I recently spoke with a Christian intellectual from Cairo about these momentous events and their effect on Christianity in Egypt. We will call him Th.A.N.
CVB: What was it like for you as a Christian growing up under Mubarak? And what are conditions for Christians today?
ThAN: There have been three stages for Christians in Egypt over the last couple of decades: the Mubarak stage; the Muslim Brotherhood stage; and then the current stage under President Abdel Fattah el-Sisi. We didn’t have any systematic persecution in the Mubarak era. From my point of view, Mubarak was a liberal leader. There may have been some fanatic groups that persecuted Christians in that time, but it wasn’t systematic. It’s just like any other country – some people will have some wrong ideas and will try to push those on the rest of the nation. But from my point of view, Mubarak and his government were against this fanatic phenomenon. So until 2010, I didn’t know any systematic (or official) pressure on the Christians.
Then we went through the Muslim Brotherhood stage, which was one of the most difficult periods in Egyptian history. During this time, we had most of these fanatics in positions of authority. We began to see some systematic and planned persecution against the Christian community. There were 30 churches burned, and many of them were evangelical. And there was no real action by the government against the terrorists who committed these crimes.
But during this dangerous season, Egyptian Christians and Muslims together were dreaming of the day when we could overthrow the Muslim Brotherhood from their authority.
CVB: A lot of people in the U.S. wonder how the Muslim Brotherhood came to power in the first place. There was an election, wasn’t there?
ThAN: I think the first revolution was a combination of two things.
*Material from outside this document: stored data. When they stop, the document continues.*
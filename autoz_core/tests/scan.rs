use autoz_core::config::CalibrationConfig;
use autoz_core::detector::Trigger;
use autoz_core::error::AutoZError;
use autoz_core::repeat::RepeatedMeasurement;
use autoz_core::scan::{ScanConfig, ScanState, StepScanProbe};
use autoz_core::{CancelToken, FilterChain};
use autoz_hardware::sim::{SimHandle, SimParams, SimulatedPrinter, simulated};
use autoz_traits::{BoxError, Cooperative, Motion, Position};
use rstest::rstest;

fn scan_at(z: f32) -> ScanConfig {
    ScanConfig::from_calibration(&CalibrationConfig::default(), Position::new(50.0, 50.0, z))
}

#[rstest]
#[case(1.6)]
#[case(2.0)]
#[case(3.0)]
fn contact_height_is_the_distance_to_the_bed(#[case] base_z: f32) {
    let (mut printer, mut cell, _h) = simulated(SimParams::default());
    let mut probe = StepScanProbe::new(&mut printer, &mut cell, FilterChain::default());

    let r = probe.scan(&scan_at(base_z)).unwrap();
    assert_eq!(r.trigger, Some(Trigger::Contact));
    assert!((r.height_mm + base_z).abs() < 0.06, "base {base_z}: got {r:?}");
    assert_eq!(probe.state(), ScanState::Triggered);
    assert!((probe.baseline() - 84_000).abs() <= 40);
}

#[test]
fn soft_endstops_are_restored_after_scanning_below_them() {
    let (mut printer, mut cell, h) = simulated(SimParams::default());
    {
        let mut probe = StepScanProbe::new(&mut printer, &mut cell, FilterChain::default());
        probe.scan(&scan_at(1.6)).unwrap();
    }
    let st = h.state();
    assert!(st.soft_endstops);
    // the nozzle went past the soft limit while stepping
    assert!(st.min_z_seen < 0.0);
}

#[test]
fn travel_limit_without_contact_reports_no_contact() {
    let (mut printer, mut cell, h) = simulated(SimParams {
        bed_z_mm: -20.0,
        ..SimParams::default()
    });
    let mut probe = StepScanProbe::new(&mut printer, &mut cell, FilterChain::default());
    let cfg = scan_at(1.0).with_depth_limit(-2.0);

    let r = probe.scan(&cfg).unwrap();
    assert!(!r.is_contact());
    assert_eq!(r.height_mm, 0.0);
    assert_eq!(probe.state(), ScanState::TravelLimitReached);
    drop(probe);
    assert!(h.state().soft_endstops);
    assert!(h.state().min_z_seen <= -1.0 + 1e-3);
}

#[test]
fn overpressure_fires_when_starting_in_contact() {
    let (mut printer, mut cell, _h) = simulated(SimParams {
        bed_z_mm: 1.0,
        ..SimParams::default()
    });
    let mut probe = StepScanProbe::new(&mut printer, &mut cell, FilterChain::default());
    // baseline is taken below the surface, so the load is already high at the start
    let r = probe.scan(&scan_at(0.9).with_step(0.05)).unwrap();
    assert!(r.is_contact());
}

#[test]
fn cancel_stops_the_descent_and_restores_endstops() {
    let (mut printer, mut cell, h) = simulated(SimParams::default());
    let token = CancelToken::new();
    token.cancel();
    let mut probe = StepScanProbe::new(&mut printer, &mut cell, FilterChain::default())
        .with_cancel(Some(&token));
    assert_eq!(probe.scan(&scan_at(1.6)), Err(AutoZError::Cancelled));
    drop(probe);
    assert!(h.state().soft_endstops);
}

#[test]
fn every_step_yields_to_the_firmware() {
    let (mut printer, mut cell, h) = simulated(SimParams::default());
    let mut probe = StepScanProbe::new(&mut printer, &mut cell, FilterChain::default());
    probe.scan(&scan_at(1.6)).unwrap();
    drop(probe);
    let st = h.state();
    // 8 baseline idles plus one per non-final step
    assert!(st.idles >= 8 + 70, "idles = {}", st.idles);
}

#[test]
fn repeated_measurement_without_contact_is_a_sensor_fault() {
    let (mut printer, mut cell, h) = simulated(SimParams {
        bed_z_mm: -20.0,
        ..SimParams::default()
    });
    let mut probe = StepScanProbe::new(&mut printer, &mut cell, FilterChain::default());
    let res = RepeatedMeasurement::single().measure(&mut probe, &scan_at(1.0));
    assert_eq!(res, Err(AutoZError::SensorFault));
    drop(probe);
    // depth clamped to 3 mm below the base
    assert!(h.state().min_z_seen > -2.1);
}

#[test]
fn repeated_measurement_averages_agreeing_scans() {
    let (mut printer, mut cell, h) = simulated(SimParams::default());
    let mut probe = StepScanProbe::new(&mut printer, &mut cell, FilterChain::default());
    let v = RepeatedMeasurement::new(3, 0.2)
        .measure(&mut probe, &scan_at(1.6))
        .unwrap();
    assert!((v + 1.6).abs() < 0.06, "got {v}");
    drop(probe);
    // the first pair already agrees: two baselines of 8 reads plus the steps
    let reads = h.state().reads;
    assert!(reads < 2 * (8 + 100), "reads = {reads}");
}

/// Moves the simulated bed between two heights at the start of every scan.
struct ShiftingBed {
    printer: SimulatedPrinter,
    handle: SimHandle,
    scans: u32,
}

impl Motion for ShiftingBed {
    fn move_to_xy(&mut self, x: f32, y: f32, feed_mm_s: f32) -> Result<(), BoxError> {
        let bed_z = if self.scans % 2 == 0 { 0.0 } else { -0.5 };
        self.handle.update(|p| p.bed_z_mm = bed_z);
        self.scans += 1;
        self.printer.move_to_xy(x, y, feed_mm_s)
    }

    fn move_to_z(&mut self, z: f32, feed_mm_s: f32) -> Result<(), BoxError> {
        self.printer.move_to_z(z, feed_mm_s)
    }

    fn move_to_xyz(&mut self, pos: Position, feed_mm_s: f32) -> Result<(), BoxError> {
        self.printer.move_to_xyz(pos, feed_mm_s)
    }

    fn position(&self) -> Position {
        self.printer.position()
    }

    fn home_all(&mut self) -> Result<(), BoxError> {
        self.printer.home_all()
    }

    fn home_z(&mut self) -> Result<(), BoxError> {
        self.printer.home_z()
    }

    fn set_soft_endstops(&mut self, enabled: bool) -> bool {
        self.printer.set_soft_endstops(enabled)
    }

    fn set_leveling(&mut self, enabled: bool) {
        self.printer.set_leveling(enabled);
    }
}

impl Cooperative for ShiftingBed {
    fn idle(&mut self) {
        self.printer.idle();
    }
}

#[test]
fn repeated_measurement_falls_back_to_the_last_pair() {
    let (printer, mut cell, handle) = simulated(SimParams::default());
    let mut machine = ShiftingBed {
        printer,
        handle,
        scans: 0,
    };
    let mut probe = StepScanProbe::new(&mut machine, &mut cell, FilterChain::default());

    // heights alternate near -1.6 and -2.1, so no pair ever agrees
    let v = RepeatedMeasurement::new(2, 0.1)
        .measure(&mut probe, &scan_at(1.6))
        .unwrap();
    drop(probe);
    assert_eq!(machine.scans, 4);
    assert!((v + 1.85).abs() < 0.06, "got {v}");
}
Egyptian people who wanted to live in a better situation went to the squares to protest the conditions at that time. During the first days of the revolution, there were no voices calling for the overthrow of Mubarak. These people were only looking for an improvement of the general situation. But then Mubarak gave a televised speech to the nation on January 27th, 2011. This speech changed the situation on the streets and people started to go back to their homes.
In this speech, Mubarak gave the nation a promise that his son will not be in authority after he stepped down. After this the squares started to empty as people went back to their homes. At this point the Muslim Brotherhood accused Mubarak of wanting to kill the protestors in the squares. A lot of people believed this rumor and they started to go back out onto the streets to say no to Mubarak. But now the courts have proved that it was the Muslim Brotherhood that had actually done the killing – not Mubarak.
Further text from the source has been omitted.